_WHAT THE EXERCISE ASKS_
What is the number of lines in the data holding the word "earliest"? Give that number by itself.

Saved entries
# # # # # # #

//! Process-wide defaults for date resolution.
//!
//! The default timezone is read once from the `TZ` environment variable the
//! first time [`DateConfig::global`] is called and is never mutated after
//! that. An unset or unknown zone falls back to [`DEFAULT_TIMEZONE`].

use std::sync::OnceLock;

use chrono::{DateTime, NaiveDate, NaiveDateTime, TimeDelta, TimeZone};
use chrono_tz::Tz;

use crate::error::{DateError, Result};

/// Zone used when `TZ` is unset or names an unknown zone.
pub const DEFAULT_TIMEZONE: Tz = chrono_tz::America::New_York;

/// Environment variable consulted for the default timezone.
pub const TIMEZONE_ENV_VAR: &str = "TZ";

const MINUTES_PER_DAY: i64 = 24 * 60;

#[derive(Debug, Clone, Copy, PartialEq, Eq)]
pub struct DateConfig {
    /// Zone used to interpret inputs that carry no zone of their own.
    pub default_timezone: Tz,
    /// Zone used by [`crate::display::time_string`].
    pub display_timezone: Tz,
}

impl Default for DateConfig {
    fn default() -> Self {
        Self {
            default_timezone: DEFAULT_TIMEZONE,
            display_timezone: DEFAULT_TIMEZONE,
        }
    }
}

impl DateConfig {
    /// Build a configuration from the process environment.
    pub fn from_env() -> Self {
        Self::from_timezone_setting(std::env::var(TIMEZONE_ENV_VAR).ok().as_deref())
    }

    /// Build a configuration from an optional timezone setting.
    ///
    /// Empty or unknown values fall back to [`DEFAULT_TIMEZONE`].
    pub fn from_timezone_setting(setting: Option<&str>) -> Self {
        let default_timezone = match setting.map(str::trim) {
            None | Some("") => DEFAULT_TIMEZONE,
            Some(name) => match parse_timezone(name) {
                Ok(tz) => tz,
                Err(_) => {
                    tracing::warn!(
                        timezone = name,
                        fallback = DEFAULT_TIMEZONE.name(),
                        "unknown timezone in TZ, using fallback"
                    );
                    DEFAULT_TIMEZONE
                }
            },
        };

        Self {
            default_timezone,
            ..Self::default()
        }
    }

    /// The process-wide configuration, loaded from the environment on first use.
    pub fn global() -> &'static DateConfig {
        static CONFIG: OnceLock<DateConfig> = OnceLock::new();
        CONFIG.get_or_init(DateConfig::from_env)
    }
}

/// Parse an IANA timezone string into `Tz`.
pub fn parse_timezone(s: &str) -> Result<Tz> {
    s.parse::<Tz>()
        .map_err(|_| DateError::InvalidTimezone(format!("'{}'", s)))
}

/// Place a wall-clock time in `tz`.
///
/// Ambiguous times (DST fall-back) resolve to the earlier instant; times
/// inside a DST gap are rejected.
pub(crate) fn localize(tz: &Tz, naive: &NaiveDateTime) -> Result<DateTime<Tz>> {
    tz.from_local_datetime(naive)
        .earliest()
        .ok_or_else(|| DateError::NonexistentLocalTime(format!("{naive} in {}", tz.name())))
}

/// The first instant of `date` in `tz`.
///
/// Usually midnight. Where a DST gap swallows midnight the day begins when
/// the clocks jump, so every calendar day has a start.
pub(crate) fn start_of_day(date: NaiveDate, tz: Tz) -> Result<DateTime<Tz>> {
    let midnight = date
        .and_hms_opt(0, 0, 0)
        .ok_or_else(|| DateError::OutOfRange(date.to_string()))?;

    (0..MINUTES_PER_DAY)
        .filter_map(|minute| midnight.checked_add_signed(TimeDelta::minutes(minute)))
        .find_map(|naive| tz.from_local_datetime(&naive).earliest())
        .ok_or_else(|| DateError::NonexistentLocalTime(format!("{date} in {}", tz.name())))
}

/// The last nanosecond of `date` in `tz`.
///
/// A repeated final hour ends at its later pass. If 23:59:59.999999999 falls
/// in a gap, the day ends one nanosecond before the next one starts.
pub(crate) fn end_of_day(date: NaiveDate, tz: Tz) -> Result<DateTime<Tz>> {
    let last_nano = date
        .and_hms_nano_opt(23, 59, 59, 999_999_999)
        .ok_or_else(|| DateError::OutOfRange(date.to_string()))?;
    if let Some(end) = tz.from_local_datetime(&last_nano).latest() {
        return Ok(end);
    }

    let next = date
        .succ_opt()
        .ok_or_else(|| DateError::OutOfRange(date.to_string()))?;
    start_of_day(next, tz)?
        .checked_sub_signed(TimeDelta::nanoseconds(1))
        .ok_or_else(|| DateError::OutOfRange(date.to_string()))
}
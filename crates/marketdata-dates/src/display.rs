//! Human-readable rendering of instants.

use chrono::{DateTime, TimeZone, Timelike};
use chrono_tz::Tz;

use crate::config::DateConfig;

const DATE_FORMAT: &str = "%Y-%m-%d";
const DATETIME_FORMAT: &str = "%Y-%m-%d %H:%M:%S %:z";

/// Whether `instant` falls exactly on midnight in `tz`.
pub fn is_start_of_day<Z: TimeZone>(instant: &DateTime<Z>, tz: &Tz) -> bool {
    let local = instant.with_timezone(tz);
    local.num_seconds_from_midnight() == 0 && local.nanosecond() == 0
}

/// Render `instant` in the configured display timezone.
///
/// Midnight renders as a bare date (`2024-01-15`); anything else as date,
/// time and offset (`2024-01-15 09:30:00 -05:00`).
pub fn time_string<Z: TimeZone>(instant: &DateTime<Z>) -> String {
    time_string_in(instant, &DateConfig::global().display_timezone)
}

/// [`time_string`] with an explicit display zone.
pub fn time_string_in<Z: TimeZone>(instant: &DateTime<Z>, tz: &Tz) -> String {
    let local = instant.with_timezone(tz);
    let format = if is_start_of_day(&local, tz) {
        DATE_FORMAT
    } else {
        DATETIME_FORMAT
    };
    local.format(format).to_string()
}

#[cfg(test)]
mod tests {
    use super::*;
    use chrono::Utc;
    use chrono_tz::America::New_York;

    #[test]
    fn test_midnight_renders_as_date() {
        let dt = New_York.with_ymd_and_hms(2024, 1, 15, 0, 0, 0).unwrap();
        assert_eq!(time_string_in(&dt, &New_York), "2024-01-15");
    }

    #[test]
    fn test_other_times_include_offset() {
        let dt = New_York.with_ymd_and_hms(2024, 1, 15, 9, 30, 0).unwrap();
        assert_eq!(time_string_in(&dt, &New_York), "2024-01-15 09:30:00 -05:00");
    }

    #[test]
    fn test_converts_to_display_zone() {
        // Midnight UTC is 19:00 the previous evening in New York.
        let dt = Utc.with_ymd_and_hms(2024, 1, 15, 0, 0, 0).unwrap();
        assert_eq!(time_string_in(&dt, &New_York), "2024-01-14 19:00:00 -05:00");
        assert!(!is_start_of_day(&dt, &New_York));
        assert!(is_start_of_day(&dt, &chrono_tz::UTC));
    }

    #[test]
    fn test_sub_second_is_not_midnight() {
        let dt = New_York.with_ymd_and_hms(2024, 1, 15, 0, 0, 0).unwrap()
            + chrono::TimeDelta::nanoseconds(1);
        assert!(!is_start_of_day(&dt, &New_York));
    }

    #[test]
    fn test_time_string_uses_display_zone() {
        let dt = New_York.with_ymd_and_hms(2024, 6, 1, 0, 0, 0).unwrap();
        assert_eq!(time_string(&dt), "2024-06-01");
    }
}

# # # # # # #

_OUTPUT FOR THIS TASK_
2